A Downing Street spokesperson later confirmed Johnson, 55, would spend another night in the intensive care unit at St Thomas’ hospital in London.
The news came as:
While Raab, 46, is formally deputising for the prime minister, No 10 and Michael Gove, the Cabinet Office minister who is now self-isolating, stressed that any big decisions would have to be made collectively by the cabinet.
Asked whether he would be able to change course if necessary – by easing or intensifying the lockdown, for example – Raab said: “I was given a very clear steer from the prime minister and as we have been going through this crisis, very clear instructions in terms of dealing with coronavirus – and he’s asked me to deputise for him as long as is necessary, but the normal cabinet responsibility and principles that inform that will apply.”
He repeatedly declined to answer the question of whether the measures of closing pubs, restaurants, and non-essential shops, and limiting when the public can leave their homes, would be reviewed next Monday, three weeks after they were introduced.
When the prime minister gave his televised address on 23 March, he told the public: “I can assure you that we will keep these restrictions under constant review. We will look again in three weeks, and relax them if the evidence shows we are able to.”
Raab said only that the government would be guided by scientific evidence about the impact of the measures on the spread of the disease.
Giving an update on the prime minister’s condition at the regular lobby briefing earlier, No 10 had said Johnson had received oxygen but had not been ventilated either in an invasive or a non-invasive way.

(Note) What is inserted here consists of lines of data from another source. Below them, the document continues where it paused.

//! PDF Viewer Render Library
//!
//! Rasterizes pages through a PDF engine, trims their white margins and
//! compresses them into records for the page store.

pub mod error;
pub mod page;
pub mod pdf;
pub mod source;
#[cfg(any(test, feature = "test-utils"))]
pub mod synthetic;
pub mod trim;

pub use error::{OpenError, OpenErrorKind, RenderError};
pub use page::{compress_raster, render_page};
pub use pdf::{PdfiumDocument, PdfiumEngine};
pub use source::{points_to_pixels, PageSource, PdfEngine, RasterPage, DEFAULT_DPI, POINTS_PER_INCH};
pub use trim::{content_bounds, ContentBounds};
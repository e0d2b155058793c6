//! Per-document store of compressed pages
//!
//! A dense array indexed by page number. Each page is written once by the
//! task that rendered it and read by any number of threads afterwards.
//! A reader only sees a record after its `ready` flag is published.

use crate::page::CompressedPage;
use std::sync::atomic::{AtomicBool, Ordering};
use std::sync::OnceLock;

/// Errors raised when publishing a page into the store
#[derive(Debug, Clone, PartialEq, Eq, thiserror::Error)]
pub enum StoreError {
    #[error("page {page} out of range (page_count={page_count})")]
    PageOutOfRange { page: u32, page_count: u32 },

    /// A second write to the same page; each page has exactly one writer
    #[error("page {0} already published")]
    AlreadyPublished(u32),

    #[error("page {0} already marked failed")]
    AlreadyFailed(u32),
}

/// Per-page publication state
#[derive(Debug, Clone, Copy, PartialEq, Eq)]
pub enum PageStatus {
    Pending,
    Ready,
    Failed,
}

#[derive(Debug, Default)]
struct PageSlot {
    record: OnceLock<CompressedPage>,
    ready: AtomicBool,
    failed: AtomicBool,
}

impl PageSlot {
    fn status(&self) -> PageStatus {
        if self.ready.load(Ordering::Acquire) {
            PageStatus::Ready
        } else if self.failed.load(Ordering::Acquire) {
            PageStatus::Failed
        } else {
            PageStatus::Pending
        }
    }
}

/// Fixed-size array of page records for one open document.
///
/// # Example
///
/// ```
/// use pdf_viewer_cache::{CompressedPage, CompressedPageStore, Margins};
///
/// let store = CompressedPageStore::new(3);
/// assert!(store.get(1).is_none());
///
/// let page = CompressedPage::from_parts(vec![0; 8], 16, 2, 2, Margins::default());
/// store.publish(1, page).unwrap();
/// assert!(store.is_ready(1));
/// ```
#[derive(Debug)]
pub struct CompressedPageStore {
    slots: Box<[PageSlot]>,
}

impl CompressedPageStore {
    /// Allocate `page_count` empty records
    pub fn new(page_count: u32) -> Self {
        let slots = (0..page_count).map(|_| PageSlot::default()).collect();
        Self { slots }
    }

    pub fn page_count(&self) -> u32 {
        self.slots.len() as u32
    }

    fn slot(&self, page: u32) -> Result<&PageSlot, StoreError> {
        self.slots
            .get(page as usize)
            .ok_or(StoreError::PageOutOfRange {
                page,
                page_count: self.page_count(),
            })
    }

    /// Store the record for `page` and mark it ready.
    ///
    /// The record is fully written before the ready flag flips, so any
    /// thread that observes `ready` also observes the complete record.
    pub fn publish(&self, page: u32, record: CompressedPage) -> Result<(), StoreError> {
        let slot = self.slot(page)?;

        if slot.failed.load(Ordering::Acquire) {
            return Err(StoreError::AlreadyFailed(page));
        }

        slot.record
            .set(record)
            .map_err(|_| StoreError::AlreadyPublished(page))?;

        slot.ready
            .compare_exchange(false, true, Ordering::AcqRel, Ordering::Acquire)
            .map_err(|_| StoreError::AlreadyPublished(page))?;

        Ok(())
    }

    /// Mark `page` as permanently unavailable.
    ///
    /// The page stays not-ready for the lifetime of the document.
    pub fn mark_failed(&self, page: u32) -> Result<(), StoreError> {
        let slot = self.slot(page)?;

        if slot.ready.load(Ordering::Acquire) {
            return Err(StoreError::AlreadyPublished(page));
        }

        slot.failed
            .compare_exchange(false, true, Ordering::AcqRel, Ordering::Acquire)
            .map(|_| ())
            .map_err(|_| StoreError::AlreadyFailed(page))
    }

    /// Get the record for `page` if it has been published
    pub fn get(&self, page: u32) -> Option<&CompressedPage> {
        let slot = self.slots.get(page as usize)?;
        if slot.ready.load(Ordering::Acquire) {
            slot.record.get()
        } else {
            None
        }
    }

    pub fn is_ready(&self, page: u32) -> bool {
        self.status(page) == PageStatus::Ready
    }

    /// Publication state of `page`; out-of-range pages report `Pending`
    pub fn status(&self, page: u32) -> PageStatus {
        self.slots
            .get(page as usize)
            .map(PageSlot::status)
            .unwrap_or(PageStatus::Pending)
    }

    /// Number of published pages
    pub fn ready_count(&self) -> usize {
        self.slots
            .iter()
            .filter(|slot| slot.ready.load(Ordering::Acquire))
            .count()
    }

    /// Number of pages marked failed
    pub fn failed_count(&self) -> usize {
        self.slots
            .iter()
            .filter(|slot| slot.failed.load(Ordering::Acquire))
            .count()
    }

    /// Iterate over published records with their page numbers
    pub fn ready_pages(&self) -> impl Iterator<Item = (u32, &CompressedPage)> + '_ {
        (0..self.page_count()).filter_map(move |page| self.get(page).map(|record| (page, record)))
    }

    /// Largest trimmed width and height across published pages
    pub fn max_dimensions(&self) -> (u32, u32) {
        self.ready_pages().fold((0, 0), |(w, h), (_, record)| {
            (w.max(record.width()), h.max(record.height()))
        })
    }

    /// Sum of uncompressed bitmap sizes across published pages
    pub fn total_uncompressed(&self) -> usize {
        self.ready_pages().map(|(_, record)| record.uncompressed_len()).sum()
    }

    /// Sum of compressed sizes across published pages
    pub fn total_compressed(&self) -> usize {
        self.ready_pages().map(|(_, record)| record.compressed_len()).sum()
    }
}

#[cfg(test)]
mod tests {
    use super::*;
    use crate::page::Margins;
    use std::sync::Arc;
    use std::thread;

    fn record(width: u32, height: u32) -> CompressedPage {
        CompressedPage::from_parts(
            vec![0u8; 16],
            (width * height * 4) as usize,
            width,
            height,
            Margins::default(),
        )
    }

    #[test]
    fn test_new_store_is_empty() {
        let store = CompressedPageStore::new(5);
        assert_eq!(store.page_count(), 5);
        assert_eq!(store.ready_count(), 0);
        for page in 0..5 {
            assert_eq!(store.status(page), PageStatus::Pending);
            assert!(store.get(page).is_none());
        }
    }

    #[test]
    fn test_publish_and_get() {
        let store = CompressedPageStore::new(3);
        store.publish(2, record(10, 20)).unwrap();

        let page = store.get(2).unwrap();
        assert_eq!(page.width(), 10);
        assert_eq!(page.height(), 20);
        assert!(store.is_ready(2));
        assert!(!store.is_ready(1));
    }

    #[test]
    fn test_publish_twice_is_rejected() {
        let store = CompressedPageStore::new(1);
        store.publish(0, record(1, 1)).unwrap();

        let result = store.publish(0, record(2, 2));
        assert_eq!(result, Err(StoreError::AlreadyPublished(0)));
        // The first record survives
        assert_eq!(store.get(0).unwrap().width(), 1);
    }

    #[test]
    fn test_publish_out_of_range() {
        let store = CompressedPageStore::new(2);
        let result = store.publish(2, record(1, 1));
        assert_eq!(
            result,
            Err(StoreError::PageOutOfRange {
                page: 2,
                page_count: 2
            })
        );
    }

    #[test]
    fn test_failed_page_never_becomes_ready() {
        let store = CompressedPageStore::new(2);
        store.mark_failed(1).unwrap();

        assert_eq!(store.status(1), PageStatus::Failed);
        assert_eq!(store.publish(1, record(1, 1)), Err(StoreError::AlreadyFailed(1)));
        assert!(store.get(1).is_none());
        assert_eq!(store.failed_count(), 1);
    }

    #[test]
    fn test_ready_page_cannot_fail() {
        let store = CompressedPageStore::new(1);
        store.publish(0, record(1, 1)).unwrap();
        assert_eq!(store.mark_failed(0), Err(StoreError::AlreadyPublished(0)));
        assert!(store.is_ready(0));
    }

    #[test]
    fn test_aggregates() {
        let store = CompressedPageStore::new(4);
        store.publish(0, record(100, 50)).unwrap();
        store.publish(3, record(40, 200)).unwrap();

        assert_eq!(store.max_dimensions(), (100, 200));
        assert_eq!(store.total_uncompressed(), 100 * 50 * 4 + 40 * 200 * 4);
        assert_eq!(store.total_compressed(), 32);
        assert_eq!(store.ready_pages().map(|(page, _)| page).collect::<Vec<_>>(), vec![0, 3]);
    }

    #[test]
    fn test_ready_is_monotonic_across_threads() {
        let store = Arc::new(CompressedPageStore::new(64));

        let writers: Vec<_> = (0..4u32)
            .map(|worker| {
                let store = store.clone();
                thread::spawn(move || {
                    for page in (worker..64).step_by(4) {
                        store.publish(page, record(page + 1, 1)).unwrap();
                    }
                })
            })
            .collect();

        let reader = {
            let store = store.clone();
            thread::spawn(move || {
                let mut seen = vec![false; 64];
                for _ in 0..10_000 {
                    for page in 0..64u32 {
                        match store.get(page) {
                            Some(record) => {
                                assert_eq!(record.width(), page + 1);
                                seen[page as usize] = true;
                            }
                            None => assert!(
                                !seen[page as usize],
                                "page {} went back to not-ready",
                                page
                            ),
                        }
                    }
                }
            })
        };

        for writer in writers {
            writer.join().unwrap();
        }
        reader.join().unwrap();

        assert_eq!(store.ready_count(), 64);
    }
}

His spokesman also said he did not have pneumonia, which can take months to recover from fully. Any change in his condition would be made public, the spokesman said.
One intensive care consultant told the Guardian that the average expected stay for coronavirus patients in intensive care was three weeks, though this takes into account the need to be intubated and on a ventilator.
The latest report on patients admitted into critical care for coronavirus in England, Wales and Northern Ireland since the outbreak began in February showed that only 15% of them had been discharged. A similar number had died and the rest remained in hospital.
Whitty, who has only recently returned to work after contracting the virus, conceded that the UK should learn from Germany’s record on Covid-19 testing.
“We all know that Germany got ahead in terms of its ability to do testing for the virus, and there’s a lot to learn from that,” he said. Germany is able to test 500,000 patients each week and is under pressure to increase this further.
Whitty had interjected at the press briefing after the government’s chief scientific adviser, Sir Patrick Vallance, gave a more circumspect reply. Vallance said: “The German curve looks as though it’s lower at the moment, and that is important, and I don’t have a clear answer to exactly what is the reason for that.”
The government’s response to the virus is being overseen by four cabinet committees, which are in turn overseen by a coordinating committee, which Raab chaired on Tuesday morning.
Whitehall sources have denied reports of infighting between senior ministers, including the chancellor, Rishi Sunak, and the health secretary, Matt Hancock, over the handling of the outbreak, with one describing the notion that there are differences over how to exit from the lockdown as “absolute nonsense”.
But ministers and their advisers face a series of fraught decisions in the coming days and weeks about how, and when, to lift restrictions.
Johnson continued to chair the Covid-19 committee by video-link last week while self-isolating after testing positive for the virus on 26 March.
Amid concerns that Johnson had been working too hard through his illness, Gove said the prime minister had “followed medical advice” at all times. In a round of broadcast interviews, Gove said the prime minister was fit, enjoyed tennis and had a “zest and appetite for life”, so the seriousness of his illness was “naturally concerning”.